Membayar fidyah merupakan salah satu kewajiban bagi sebagian umat Islam yang tidak mampu menjalankan puasa Ramadhan dan tidak dapat menggantinya dengan puasa di hari lain.
Fidyah menjadi bentuk pengganti ibadah puasa dengan memberi makan kepada orang yang membutuhkan. Berikut penjelasan lengkap mengenai tata cara membayar fidyah untuk mengganti hutang puasa sesuai dengan syariat Islam.
Pengertian Fidyah dalam Islam
Fidyah adalah kompensasi yang diberikan oleh seorang Muslim yang tidak mampu menjalankan ibadah puasa karena alasan tertentu yang dibenarkan dalam syariat.
Sebagai gantinya, orang tersebut diwajibkan memberikan makanan kepada fakir miskin sebagai bentuk tanggung jawab atas puasa yang ditinggalkan.
Kewajiban fidyah biasanya berlaku bagi orang yang tidak memiliki kemampuan untuk mengganti puasa di hari lain, seperti lansia yang sudah tidak kuat berpuasa atau orang yang menderita penyakit kronis.
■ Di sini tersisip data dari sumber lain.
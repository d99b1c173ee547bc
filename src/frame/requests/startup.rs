// Copyright 2021 IOTA Stiftung
// SPDX-License-Identifier: Apache-2.0

//! This module implements the STARTUP frame.

use super::*;
use std::collections::HashMap;

/// The only CQL version either dialect accepts at startup.
pub const CQL_VERSION: &str = "3.0.0";
/// The startup option naming the CQL version.
pub const CQL_VERSION_KEY: &str = "CQL_VERSION";
/// The startup option naming the body compression algorithm.
pub const COMPRESSION_KEY: &str = "COMPRESSION";

/**
    Initialize the connection. The server will respond by either a READY
    message (in which case the connection is ready for queries) or an
    AUTHENTICATE message (in which case credentials will need to be provided).

    The body is a `[string map]` of startup options; `CQL_VERSION` is
    mandatory and fixed to `"3.0.0"`, `COMPRESSION` is optional.
*/
#[derive(Clone, Debug, Builder)]
#[builder(derive(Clone, Debug))]
#[builder(pattern = "owned")]
pub struct StartupFrame {
    pub(crate) options: HashMap<String, String>,
}

impl StartupFrame {
    /// Create a startup frame with the mandatory CQL version and an optional
    /// compression algorithm.
    pub fn new(compression: Option<&str>) -> Self {
        let mut options = HashMap::new();
        options.insert(CQL_VERSION_KEY.to_owned(), CQL_VERSION.to_owned());
        if let Some(algorithm) = compression {
            options.insert(COMPRESSION_KEY.to_owned(), algorithm.to_owned());
        }
        Self { options }
    }

    /// Get the startup options.
    pub fn options(&self) -> &HashMap<String, String> {
        &self.options
    }
}

impl ToPayload for StartupFrame {
    fn to_payload(self, payload: &mut Vec<u8>) {
        write_string_map(&self.options, payload);
    }
}

impl StartupFrameBuilder {
    /// Insert a single startup option.
    pub fn with_option(mut self, key: String, value: String) -> Self {
        match self.options {
            Some(ref mut options) => {
                options.insert(key, value);
            }
            None => {
                let mut options = HashMap::new();
                options.insert(key, value);
                self.options = Some(options);
            }
        }
        self
    }
}

#[cfg(test)]
mod tests {
    use super::*;

    #[test]
    fn startup_body_bytes() {
        let mut payload = Vec::new();
        StartupFrame::new(None).to_payload(&mut payload);
        let mut expected = vec![0x00, 0x01, 0x00, 0x0B];
        expected.extend(b"CQL_VERSION");
        expected.extend([0x00, 0x05]);
        expected.extend(b"3.0.0");
        assert_eq!(payload, expected);
    }

    #[test]
    fn startup_builder() {
        let frame = StartupFrameBuilder::default()
            .with_option(CQL_VERSION_KEY.to_string(), CQL_VERSION.to_string())
            .with_option(COMPRESSION_KEY.to_string(), "snappy".to_string())
            .build()
            .unwrap();
        assert_eq!(frame.options().len(), 2);
    }
}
Siapa Saja yang Wajib Membayar Fidyah?
Tidak semua orang yang meninggalkan puasa wajib membayar fidyah. Beberapa golongan yang diwajibkan membayar fidyah antara lain:
- Orang tua lanjut usia yang sudah tidak mampu berpuasa.
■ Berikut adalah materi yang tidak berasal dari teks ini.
// Copyright 2021 IOTA Stiftung
// SPDX-License-Identifier: Apache-2.0

//! This module defines the pooling seam. The codec itself is
//! single-session; the pool is the only place sessions are shared, and a
//! session taken from it is exclusively owned by its borrower, including
//! any row set derived from it, until released.

use super::session::Session;
use crate::frame::requests::auth_response::Authenticator;

/// The acquire/release contract a connection pool implements over sessions.
///
/// The `used_keyspace` cache of a released session is left as-is, never
/// rolled back: a borrower reconciles it by calling
/// [`Session::use_keyspace`] with the keyspace it needs, which sends `USE`
/// only on a mismatch.
pub trait SessionPool<S, A: Authenticator> {
    /// Take an exclusive session, or `None` when the pool is drained.
    fn try_acquire(&mut self) -> Option<Session<S, A>>;

    /// Return a session to the pool. Sessions that failed with a
    /// wire-format error are `Closed` and should be discarded instead.
    fn release(&mut self, session: Session<S, A>);
}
- Orang yang menderita penyakit kronis dan kecil kemungkinan untuk sembuh.
- Ibu hamil atau menyusui yang khawatir terhadap kondisi bayinya menurut sebagian pendapat ulama.
Sementara itu, orang yang masih mampu mengganti puasa di hari lain tetap diwajibkan mengqadha puasa dan tidak cukup hanya dengan membayar fidyah.
Tata Cara Membayar Fidyah
Membayar fidyah sebenarnya cukup sederhana, namun harus dilakukan sesuai ketentuan yang berlaku dalam syariat. Berikut langkah-langkahnya:
1. Menentukan Jumlah Hari Puasa yang Ditinggalkan
Pertama, hitung berapa hari puasa Ramadhan yang tidak dijalankan. Setiap satu hari puasa yang ditinggalkan wajib diganti dengan satu fidyah.
2. Menyiapkan Makanan untuk Fakir Miskin
Fidyah biasanya diberikan dalam bentuk makanan pokok. Ukurannya sekitar satu mud atau kurang lebih setara dengan 0,6–0,75 kilogram bahan makanan seperti beras untuk setiap hari puasa yang ditinggalkan.
3. Memberikan kepada Orang yang Berhak
Makanan tersebut kemudian diberikan kepada fakir miskin atau orang yang membutuhkan. Pemberian bisa dilakukan secara langsung ataupun melalui lembaga sosial atau lembaga zakat terpercaya.
4. Boleh Dibayarkan Sekaligus
Fidyah dapat dibayarkan setiap hari saat tidak berpuasa atau dikumpulkan dan dibayarkan sekaligus setelah Ramadhan berakhir.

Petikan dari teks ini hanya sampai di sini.